Smart AI-based systems can now listen to gunshots

Atul Rai, the co-founder and chief executive of Gurugram-based Staqu Technologies, is eyeing the tender for a Lucknow smart city project for audio and video surveillance to improve security.

Rai already has a product called Jarvis that is used by Uttar Pradesh Police and other state police forces, featuring closed circuit cameras (CCTVs) and artificial intelligence (AI)-based facial recognition. In its new edition, Jarvis doesn’t just use cameras to watch crimes happen, it also employs microphones to listen to what’s going on in the city. “We have used audio analytics to detect incidents such as prison fights in Uttar Pradesh. Our target is to implement it in smart cities,” said Rai.

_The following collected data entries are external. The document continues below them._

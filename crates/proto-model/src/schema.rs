//! Component type definitions.
//!
//! These are the entries of the metadata registry: what a kind of
//! component is called, which properties it exposes, and where children
//! may be attached (ordinary children, named slots, or generated slots).
//!
//! Field names serialize in camelCase so the catalogue JSON reads the same
//! as the data model it describes.

use std::collections::{BTreeMap, BTreeSet};

use serde::{Deserialize, Serialize};

use crate::ids::ComponentId;
use crate::instance::ComponentInstance;
use crate::predicate::ShowWhen;
use crate::value::PropValue;

/// Semantic type of a property, deciding how it is edited and validated.
#[derive(Debug, Clone, Copy, PartialEq, Eq, Hash, Serialize, Deserialize)]
#[serde(rename_all = "camelCase")]
pub enum SemanticType {
    String,
    Number,
    Boolean,
    Enum,
    Color,
    Spacing,
    Typography,
    Elevation,
    Function,
    Node,
    ComponentRef,
}

impl SemanticType {
    pub fn label(&self) -> &'static str {
        match self {
            Self::String => "string",
            Self::Number => "number",
            Self::Boolean => "boolean",
            Self::Enum => "enum",
            Self::Color => "color",
            Self::Spacing => "spacing",
            Self::Typography => "typography",
            Self::Elevation => "elevation",
            Self::Function => "function",
            Self::Node => "node",
            Self::ComponentRef => "componentRef",
        }
    }
}

/// One property a component type exposes.
#[derive(Debug, Clone, PartialEq, Serialize, Deserialize)]
#[serde(rename_all = "camelCase")]
pub struct PropertyDefinition {
    pub name: String,
    pub semantic_type: SemanticType,
    #[serde(default)]
    pub required: bool,
    #[serde(default, skip_serializing_if = "Option::is_none")]
    pub default_value: Option<PropValue>,
    #[serde(default, skip_serializing_if = "Vec::is_empty")]
    pub enum_options: Vec<String>,
    /// Value names an icon in the host's asset registry.
    #[serde(default, skip_serializing_if = "is_false")]
    pub is_icon_reference: bool,
    /// Function property whose behaviour is described by an action note.
    #[serde(default, skip_serializing_if = "is_false")]
    pub accepts_action: bool,
    #[serde(default, skip_serializing_if = "Option::is_none")]
    pub description: Option<String>,
    #[serde(default, skip_serializing_if = "ShowWhen::is_empty")]
    pub show_when: ShowWhen,
}

fn is_false(flag: &bool) -> bool {
    !*flag
}

impl PropertyDefinition {
    pub fn new(name: impl Into<String>, semantic_type: SemanticType) -> Self {
        Self {
            name: name.into(),
            semantic_type,
            required: false,
            default_value: None,
            enum_options: Vec::new(),
            is_icon_reference: false,
            accepts_action: false,
            description: None,
            show_when: ShowWhen::default(),
        }
    }

    #[must_use]
    pub fn required(mut self) -> Self {
        self.required = true;
        self
    }

    #[must_use]
    pub fn with_default(mut self, value: impl Into<PropValue>) -> Self {
        self.default_value = Some(value.into());
        self
    }

    #[must_use]
    pub fn with_options<I, S>(mut self, options: I) -> Self
    where
        I: IntoIterator<Item = S>,
        S: Into<String>,
    {
        self.enum_options = options.into_iter().map(Into::into).collect();
        self
    }

    #[must_use]
    pub fn icon(mut self) -> Self {
        self.is_icon_reference = true;
        self
    }

    #[must_use]
    pub fn shown_when(mut self, show_when: ShowWhen) -> Self {
        self.show_when = show_when;
        self
    }

    pub fn is_boolean(&self) -> bool {
        self.semantic_type == SemanticType::Boolean
    }
}

/// Which component types a slot accepts.
#[derive(Debug, Clone, PartialEq, Eq, Default, Serialize, Deserialize)]
#[serde(
    from = "Option<BTreeSet<String>>",
    into = "Option<BTreeSet<String>>"
)]
pub enum AllowedTypes {
    #[default]
    Any,
    Only(BTreeSet<String>),
}

impl AllowedTypes {
    pub fn only<I, S>(names: I) -> Self
    where
        I: IntoIterator<Item = S>,
        S: Into<String>,
    {
        Self::Only(names.into_iter().map(Into::into).collect())
    }

    pub fn permits(&self, type_name: &str) -> bool {
        match self {
            Self::Any => true,
            Self::Only(names) => names.contains(type_name),
        }
    }

    pub fn names(&self) -> Option<&BTreeSet<String>> {
        match self {
            Self::Any => None,
            Self::Only(names) => Some(names),
        }
    }
}

impl From<Option<BTreeSet<String>>> for AllowedTypes {
    fn from(names: Option<BTreeSet<String>>) -> Self {
        names.map_or(Self::Any, Self::Only)
    }
}

impl From<AllowedTypes> for Option<BTreeSet<String>> {
    fn from(allowed: AllowedTypes) -> Self {
        match allowed {
            AllowedTypes::Any => None,
            AllowedTypes::Only(names) => Some(names),
        }
    }
}

/// A named attachment point for structured children.
#[derive(Debug, Clone, PartialEq, Serialize, Deserialize)]
#[serde(rename_all = "camelCase")]
pub struct SlotDefinition {
    pub name: String,
    pub display_label: String,
    #[serde(default, skip_serializing_if = "Option::is_none")]
    pub description: Option<String>,
    #[serde(default)]
    pub allowed_type_names: AllowedTypes,
    /// When set, inserting into this slot always creates this type.
    #[serde(default, skip_serializing_if = "Option::is_none")]
    pub auto_add_type_name: Option<String>,
    #[serde(default, skip_serializing_if = "ShowWhen::is_empty")]
    pub show_when: ShowWhen,
}

impl SlotDefinition {
    pub fn new(name: impl Into<String>, display_label: impl Into<String>) -> Self {
        Self {
            name: name.into(),
            display_label: display_label.into(),
            description: None,
            allowed_type_names: AllowedTypes::Any,
            auto_add_type_name: None,
            show_when: ShowWhen::default(),
        }
    }
}

/// Slots generated from a numeric property, e.g. `column1..columnN`.
#[derive(Debug, Clone, PartialEq, Serialize, Deserialize)]
#[serde(rename_all = "camelCase")]
pub struct DynamicSlots {
    /// Number property holding the slot count.
    pub count_property: String,
    /// Slot name prefix; slot `n` is named `<prefix><n>`, counting from 1.
    pub prefix: String,
    /// Display label prefix used when no header is given.
    pub label_prefix: String,
    /// Comma-separated string property supplying per-slot labels.
    #[serde(default, skip_serializing_if = "Option::is_none")]
    pub header_property: Option<String>,
    #[serde(default)]
    pub allowed_type_names: AllowedTypes,
    #[serde(default, skip_serializing_if = "Option::is_none")]
    pub max_count: Option<usize>,
}

impl DynamicSlots {
    pub fn slot_name(&self, index: usize) -> String {
        format!("{}{}", self.prefix, index)
    }

    /// One-based index encoded in `slot_name`, if it belongs to this family.
    pub fn slot_index(&self, slot_name: &str) -> Option<usize> {
        let digits = slot_name.strip_prefix(&self.prefix)?;
        if digits.is_empty() || !digits.bytes().all(|b| b.is_ascii_digit()) || digits.starts_with('0')
        {
            return None;
        }
        digits.parse().ok()
    }

    /// Clamp a requested count to `[0, max_count]`.
    pub fn clamp_count(&self, count: usize) -> usize {
        self.max_count.map_or(count, |max| count.min(max))
    }
}

/// Declarative subtree used to pre-populate slots of a new instance.
#[derive(Debug, Clone, PartialEq, Serialize, Deserialize)]
#[serde(rename_all = "camelCase")]
pub struct ComponentTemplate {
    pub type_name: String,
    #[serde(default, skip_serializing_if = "BTreeMap::is_empty")]
    pub properties: BTreeMap<String, PropValue>,
    #[serde(default, skip_serializing_if = "Vec::is_empty")]
    pub children: Vec<ComponentTemplate>,
    #[serde(default, skip_serializing_if = "BTreeMap::is_empty")]
    pub slot_children: BTreeMap<String, Vec<ComponentTemplate>>,
}

impl ComponentTemplate {
    /// Build an instance subtree, drawing one id per node from `next_id`.
    pub fn instantiate<F>(&self, next_id: &mut F) -> ComponentInstance
    where
        F: FnMut() -> ComponentId,
    {
        let mut instance = ComponentInstance::new(next_id(), self.type_name.clone());
        instance.properties = self.properties.clone();
        instance.children = self
            .children
            .iter()
            .map(|child| child.instantiate(next_id))
            .collect();
        instance.slot_children = self
            .slot_children
            .iter()
            .map(|(slot, templates)| {
                let children = templates
                    .iter()
                    .map(|child| child.instantiate(next_id))
                    .collect();
                (slot.clone(), children)
            })
            .collect();
        instance
    }
}

/// Registry entry describing one kind of component.
#[derive(Debug, Clone, PartialEq, Serialize, Deserialize)]
#[serde(rename_all = "camelCase")]
pub struct ComponentTypeDefinition {
    pub type_name: String,
    pub category: String,
    #[serde(default, skip_serializing_if = "Option::is_none")]
    pub description: Option<String>,
    /// Whether ordinary (unnamed) children are permitted.
    #[serde(default)]
    pub accepts_children: bool,
    #[serde(default, skip_serializing_if = "Vec::is_empty")]
    pub slots: Vec<SlotDefinition>,
    #[serde(default, skip_serializing_if = "Option::is_none")]
    pub dynamic_slots: Option<DynamicSlots>,
    #[serde(default)]
    pub properties: Vec<PropertyDefinition>,
    #[serde(default, skip_serializing_if = "BTreeMap::is_empty")]
    pub default_slot_children: BTreeMap<String, Vec<ComponentTemplate>>,
}

impl ComponentTypeDefinition {
    pub fn new(type_name: impl Into<String>, category: impl Into<String>) -> Self {
        Self {
            type_name: type_name.into(),
            category: category.into(),
            description: None,
            accepts_children: false,
            slots: Vec::new(),
            dynamic_slots: None,
            properties: Vec::new(),
            default_slot_children: BTreeMap::new(),
        }
    }

    pub fn property(&self, name: &str) -> Option<&PropertyDefinition> {
        self.properties.iter().find(|p| p.name == name)
    }

    pub fn static_slot(&self, name: &str) -> Option<&SlotDefinition> {
        self.slots.iter().find(|s| s.name == name)
    }

    pub fn has_slots(&self) -> bool {
        !self.slots.is_empty() || self.dynamic_slots.is_some()
    }
}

The audio analytics tool is also being used by organizations in retail and manufacturing to detect distress sounds and accidents. Staqu is one of the few companies in India that offer AI-based audio analytics tools. These systems can identify sounds like gunshots, a person’s scream or specific words that indicate distress. They use ‘convolutional neural networks’ (CNNs) to identify sound types. CNNs are typically used for image and video recognition, but here, they’re being used to discern patterns in sounds. Potentially, an audio surveillance system should be able to alert the nearest hospital if an accident occurs, or contact the police if a group of people are planning a crime. “Every camera is capable of sending audio data using a mic. If a crime is being committed out of the field of view of this camera, audio can help in identifying if someone is in distress and needs help,” explained Rai.